### Records from a dataset

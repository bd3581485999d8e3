//! Where a pyramid lives on disk.
//!
//! ```text
//! <root>/<map>/config.json
//! <root>/<map>/<z>/<x>/<y>.png
//! ```

use anyhow::{Context, Result};
use deepzoom_core::{DeepZoomError, Manifest, TileCoord};
use std::{
	fs, io,
	path::{Path, PathBuf},
};

#[derive(Debug, Clone, PartialEq, Eq)]
pub struct OutputLayout {
	root: PathBuf,
	map_name: String,
}

impl OutputLayout {
	/// # Errors
	/// Returns [`DeepZoomError::InvalidParameter`] if `map_name` is empty or not a plain
	/// directory name.
	pub fn new(root: impl Into<PathBuf>, map_name: &str) -> Result<Self> {
		let valid = !map_name.is_empty()
			&& map_name != "."
			&& map_name != ".."
			&& !map_name.contains(['/', '\\']);
		if !valid {
			return Err(DeepZoomError::invalid_parameter(format!("map name '{map_name}' is not a valid directory name")).into());
		}
		Ok(Self {
			root: root.into(),
			map_name: map_name.to_string(),
		})
	}

	pub fn map_name(&self) -> &str {
		&self.map_name
	}

	pub fn map_dir(&self) -> PathBuf {
		self.root.join(&self.map_name)
	}

	pub fn manifest_path(&self) -> PathBuf {
		self.map_dir().join(Manifest::FILE_NAME)
	}

	pub fn level_dir(&self, level: u8) -> PathBuf {
		self.map_dir().join(level.to_string())
	}

	pub fn column_dir(&self, level: u8, x: u32) -> PathBuf {
		self.level_dir(level).join(x.to_string())
	}

	pub fn tile_path(&self, coord: &TileCoord) -> PathBuf {
		self.column_dir(coord.level, coord.x).join(format!("{}.png", coord.y))
	}

	/// Create `<z>/` and every `<z>/<x>/` of a level.
	pub fn create_level_dirs(&self, level: u8) -> Result<()> {
		for x in 0..TileCoord::tiles_per_side(level) {
			ensure_dir(&self.column_dir(level, x))?;
		}
		Ok(())
	}

	/// Write the manifest, creating the map directory if needed.
	pub fn write_manifest(&self, manifest: &Manifest) -> Result<()> {
		ensure_dir(&self.map_dir())?;
		let path = self.manifest_path();
		let text = manifest
			.to_json_string()
			.context("serializing manifest")?;
		fs::write(&path, text).map_err(|e| DeepZoomError::filesystem(&path, e))?;
		log::debug!("wrote manifest {path:?}");
		Ok(())
	}
}

/// Create a directory and its parents. An existing directory is fine.
pub(crate) fn ensure_dir(path: &Path) -> Result<()> {
	match fs::create_dir_all(path) {
		Ok(()) => Ok(()),
		Err(e) if e.kind() == io::ErrorKind::AlreadyExists && path.is_dir() => Ok(()),
		Err(e) => Err(DeepZoomError::filesystem(path, e).into()),
	}
}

### What to do
All that is wanted is the lines from the one containing "pub fn write_manifest(&self, manifest: &Manifest)" through the last line of the records, restated word for word.

### Solution to this exercise
	pub fn write_manifest(&self, manifest: &Manifest) -> Result<()> {
		ensure_dir(&self.map_dir())?;
		let path = self.manifest_path();
		let text = manifest
			.to_json_string()
			.context("serializing manifest")?;
		fs::write(&path, text).map_err(|e| DeepZoomError::filesystem(&path, e))?;
		log::debug!("wrote manifest {path:?}");
		Ok(())
	}
}

/// Create a directory and its parents. An existing directory is fine.
pub(crate) fn ensure_dir(path: &Path) -> Result<()> {
	match fs::create_dir_all(path) {
		Ok(()) => Ok(()),
		Err(e) if e.kind() == io::ErrorKind::AlreadyExists && path.is_dir() => Ok(()),
		Err(e) => Err(DeepZoomError::filesystem(path, e).into()),
	}
}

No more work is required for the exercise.